## Required action
The job is to find each line in the entries holding the string "into" and copy that line.

## Material for the task
Segment Open

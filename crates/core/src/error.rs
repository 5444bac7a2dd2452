//! Error types for the Attache domain.
//!
//! Uses `thiserror` for ergonomic error definitions.
//! Each bounded context has its own error variant.
//!
//! Note that tool failures and response-parse failures are *not* errors in
//! this taxonomy: they are recovered locally and fed back to the LLM as
//! values (see the orchestrator). Only failures that terminate a turn
//! surface here.

use thiserror::Error;

/// The top-level error type for all Attache operations.
#[derive(Debug, Error)]
pub enum Error {
    // --- Provider errors ---
    #[error("Provider error: {0}")]
    Provider(#[from] ProviderError),

    // --- Tool errors ---
    #[error("Tool error: {0}")]
    Tool(#[from] ToolError),

    // --- Configuration errors ---
    #[error("Configuration error: {message}")]
    Config { message: String },

    // --- Serialization ---
    #[error("Serialization error: {0}")]
    Serialization(#[from] serde_json::Error),

    // --- Generic ---
    #[error("Internal error: {0}")]
    Internal(String),
}

/// Result type alias using our Error.
pub type Result<T> = std::result::Result<T, Error>;

// --- Bounded context errors ---

#[derive(Debug, Clone, Error)]
pub enum ProviderError {
    #[error("API request failed: {message} (status: {status_code})")]
    ApiError { status_code: u16, message: String },

    #[error("Rate limited by provider, retry after {retry_after_secs}s")]
    RateLimited { retry_after_secs: u64 },

    #[error("Authentication failed: {0}")]
    AuthenticationFailed(String),

    #[error("Stream interrupted: {0}")]
    StreamInterrupted(String),

    #[error("Provider not configured: {0}")]
    NotConfigured(String),

    #[error("Request timed out: {0}")]
    Timeout(String),

    #[error("Network error: {0}")]
    Network(String),
}

#[derive(Debug, Error)]
pub enum ToolError {
    #[error("Tool not found: {0}")]
    NotFound(String),

    #[error("Tool execution failed: {tool_name} — {reason}")]
    ExecutionFailed { tool_name: String, reason: String },

    #[error("Missing session credentials: {0}")]
    SessionRequired(String),

    #[error("Invalid tool arguments: {0}")]
    InvalidArguments(String),

    #[error("Upstream API error: {status} — {message}")]
    Upstream { status: u16, message: String },
}

#[cfg(test)]
mod tests {
    use super::*;

    #[test]
    fn provider_error_displays_correctly() {
        let err = Error::Provider(ProviderError::ApiError {
            status_code: 429,
            message: "Too many requests".into(),
        });
        assert!(err.to_string().contains("429"));
        assert!(err.to_string().contains("Too many requests"));
    }

    #[test]
    fn tool_error_displays_correctly() {
        let err = Error::Tool(ToolError::ExecutionFailed {
            tool_name: "fetch_messages".into(),
            reason: "connection refused".into(),
        });
        assert!(err.to_string().contains("fetch_messages"));
        assert!(err.to_string().contains("connection refused"));
    }
}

Segment Closed

## Answer to this task
            message: "Too many requests".into(),
            tool_name: "fetch_messages".into(),
            reason: "connection refused".into(),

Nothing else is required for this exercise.